**The task**
Among the entries beneath this sentence, how many lines include the word "contents"? Only the number is wanted.

(Stored data)
————

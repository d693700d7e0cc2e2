//! On-disk layout resolution and the injectable filesystem port every
//! other component reads and writes through.

use std::collections::HashMap;
use std::path::{Path, PathBuf};
use std::sync::Mutex;

use async_trait::async_trait;

use crate::error::{Error, Result};

/// Filesystem operations every component needs, behind a trait so tests
/// can swap in an in-memory double instead of touching disk.
#[async_trait]
pub trait FsPort: Send + Sync {
    async fn read_to_string(&self, path: &Path) -> Result<Option<String>>;
    async fn write_atomic(&self, path: &Path, contents: &str) -> Result<()>;
    async fn append(&self, path: &Path, line: &str) -> Result<()>;
    async fn remove_file(&self, path: &Path) -> Result<()>;
    async fn exists(&self, path: &Path) -> bool;
    async fn create_dir_all(&self, path: &Path) -> Result<()>;
    async fn list_dir(&self, path: &Path) -> Result<Vec<PathBuf>>;
}

/// Real filesystem implementation. Writes go through a
/// write-tempfile-then-rename so a crash never leaves a half-written file.
pub struct RealFs;

#[async_trait]
impl FsPort for RealFs {
    async fn read_to_string(&self, path: &Path) -> Result<Option<String>> {
        match tokio::fs::read_to_string(path).await {
            Ok(contents) => Ok(Some(contents)),
            Err(e) if e.kind() == std::io::ErrorKind::NotFound => Ok(None),
            Err(e) => Err(Error::Io(e)),
        }
    }

    async fn write_atomic(&self, path: &Path, contents: &str) -> Result<()> {
        if let Some(parent) = path.parent() {
            tokio::fs::create_dir_all(parent).await?;
        }
        let tmp = path.with_extension(format!(
            "{}.tmp-{}",
            path.extension().and_then(|e| e.to_str()).unwrap_or("tmp"),
            uuid::Uuid::new_v4()
        ));
        tokio::fs::write(&tmp, contents).await?;
        tokio::fs::rename(&tmp, path).await?;
        Ok(())
    }

    async fn append(&self, path: &Path, line: &str) -> Result<()> {
        use tokio::io::AsyncWriteExt;
        if let Some(parent) = path.parent() {
            tokio::fs::create_dir_all(parent).await?;
        }
        let mut file = tokio::fs::OpenOptions::new()
            .create(true)
            .append(true)
            .open(path)
            .await?;
        file.write_all(line.as_bytes()).await?;
        file.write_all(b"\n").await?;
        file.flush().await?;
        Ok(())
    }

    async fn remove_file(&self, path: &Path) -> Result<()> {
        match tokio::fs::remove_file(path).await {
            Ok(()) => Ok(()),
            Err(e) if e.kind() == std::io::ErrorKind::NotFound => Ok(()),
            Err(e) => Err(Error::Io(e)),
        }
    }

    async fn exists(&self, path: &Path) -> bool {
        tokio::fs::metadata(path).await.is_ok()
    }

    async fn create_dir_all(&self, path: &Path) -> Result<()> {
        tokio::fs::create_dir_all(path).await?;
        Ok(())
    }

    async fn list_dir(&self, path: &Path) -> Result<Vec<PathBuf>> {
        let mut out = Vec::new();
        let mut entries = match tokio::fs::read_dir(path).await {
            Ok(e) => e,
            Err(e) if e.kind() == std::io::ErrorKind::NotFound => return Ok(out),
            Err(e) => return Err(Error::Io(e)),
        };
        while let Some(entry) = entries.next_entry().await? {
            out.push(entry.path());
        }
        Ok(out)
    }
}

/// In-memory filesystem double for tests.
#[derive(Default)]
pub struct MemFs {
    files: Mutex<HashMap<PathBuf, String>>,
}

impl MemFs {
    pub fn new() -> Self {
        Self::default()
    }
}

#[async_trait]
impl FsPort for MemFs {
    async fn read_to_string(&self, path: &Path) -> Result<Option<String>> {
        Ok(self.files.lock().unwrap().get(path).cloned())
    }

    async fn write_atomic(&self, path: &Path, contents: &str) -> Result<()> {
        self.files
            .lock()
            .unwrap()
            .insert(path.to_path_buf(), contents.to_string());
        Ok(())
    }

    async fn append(&self, path: &Path, line: &str) -> Result<()> {
        let mut files = self.files.lock().unwrap();
        let entry = files.entry(path.to_path_buf()).or_default();
        entry.push_str(line);
        entry.push('\n');
        Ok(())
    }

    async fn remove_file(&self, path: &Path) -> Result<()> {
        self.files.lock().unwrap().remove(path);
        Ok(())
    }

    async fn exists(&self, path: &Path) -> bool {
        self.files.lock().unwrap().contains_key(path)
    }

    async fn create_dir_all(&self, _path: &Path) -> Result<()> {
        Ok(())
    }

    async fn list_dir(&self, path: &Path) -> Result<Vec<PathBuf>> {
        let files = self.files.lock().unwrap();
        Ok(files
            .keys()
            .filter(|p| p.parent() == Some(path))
            .cloned()
            .collect())
    }
}

/// Resolves the on-disk layout rooted at `<home>`.
#[derive(Debug, Clone)]
pub struct HomeLayout {
    home: PathBuf,
}

impl HomeLayout {
    pub fn new(home: PathBuf) -> Self {
        Self { home }
    }

    pub fn default_home() -> PathBuf {
        dirs::home_dir()
            .unwrap_or_else(|| PathBuf::from("."))
            .join(".opengoat")
    }

    pub fn home(&self) -> &Path {
        &self.home
    }

    pub fn config_file(&self) -> PathBuf {
        self.home.join("config.json")
    }

    pub fn agents_file(&self) -> PathBuf {
        self.home.join("agents.json")
    }

    pub fn workspace_dir(&self, agent_id: &str) -> PathBuf {
        self.home.join("workspaces").join(agent_id)
    }

    pub fn agents_md(&self, agent_id: &str) -> PathBuf {
        self.workspace_dir(agent_id).join("AGENTS.md")
    }

    pub fn workspace_json(&self, agent_id: &str) -> PathBuf {
        self.workspace_dir(agent_id).join("workspace.json")
    }

    pub fn agent_config(&self, agent_id: &str) -> PathBuf {
        self.home.join("agents").join(agent_id).join("config.json")
    }

    pub fn sessions_dir(&self, agent_id: &str) -> PathBuf {
        self.home.join("agents").join(agent_id).join("sessions")
    }

    pub fn session_transcript(&self, agent_id: &str, session_key: &str) -> PathBuf {
        self.sessions_dir(agent_id)
            .join(session_key)
            .join("transcript.jsonl")
    }

    pub fn sessions_index(&self, agent_id: &str) -> PathBuf {
        self.sessions_dir(agent_id).join("sessions.json")
    }

    pub fn provider_config(&self, provider_id: &str) -> PathBuf {
        self.home.join("providers").join(provider_id).join("config.json")
    }

    pub fn run_trace(&self, run_id: &str) -> PathBuf {
        self.home.join("runs").join(format!("{run_id}.json"))
    }

    pub fn runs_dir(&self) -> PathBuf {
        self.home.join("runs")
    }

    pub fn boards_db(&self) -> PathBuf {
        self.home.join("boards.sqlite")
    }
}

#[cfg(test)]
mod tests {
    use super::*;

    #[test]
    fn layout_paths_are_rooted_at_home() {
        let layout = HomeLayout::new(PathBuf::from("/tmp/opengoat-test"));
        assert_eq!(
            layout.agents_md("writer"),
            PathBuf::from("/tmp/opengoat-test/workspaces/writer/AGENTS.md")
        );
        assert_eq!(
            layout.session_transcript("writer", "agent:writer:main"),
            PathBuf::from(
                "/tmp/opengoat-test/agents/writer/sessions/agent:writer:main/transcript.jsonl"
            )
        );
        assert_eq!(
            layout.run_trace("abc"),
            PathBuf::from("/tmp/opengoat-test/runs/abc.json")
        );
    }

    #[tokio::test]
    async fn memfs_round_trips_writes() {
        let fs = MemFs::new();
        let path = PathBuf::from("/home/agents.json");
        assert!(fs.read_to_string(&path).await.unwrap().is_none());
        fs.write_atomic(&path, "{}").await.unwrap();
        assert_eq!(fs.read_to_string(&path).await.unwrap().as_deref(), Some("{}"));
        assert!(fs.exists(&path).await);
        fs.remove_file(&path).await.unwrap();
        assert!(!fs.exists(&path).await);
    }

    #[tokio::test]
    async fn memfs_append_accumulates_lines() {
        let fs = MemFs::new();
        let path = PathBuf::from("/home/t.jsonl");
        fs.append(&path, "one").await.unwrap();
        fs.append(&path, "two").await.unwrap();
        assert_eq!(
            fs.read_to_string(&path).await.unwrap().as_deref(),
            Some("one\ntwo\n")
        );
    }
}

————

**Your response**
6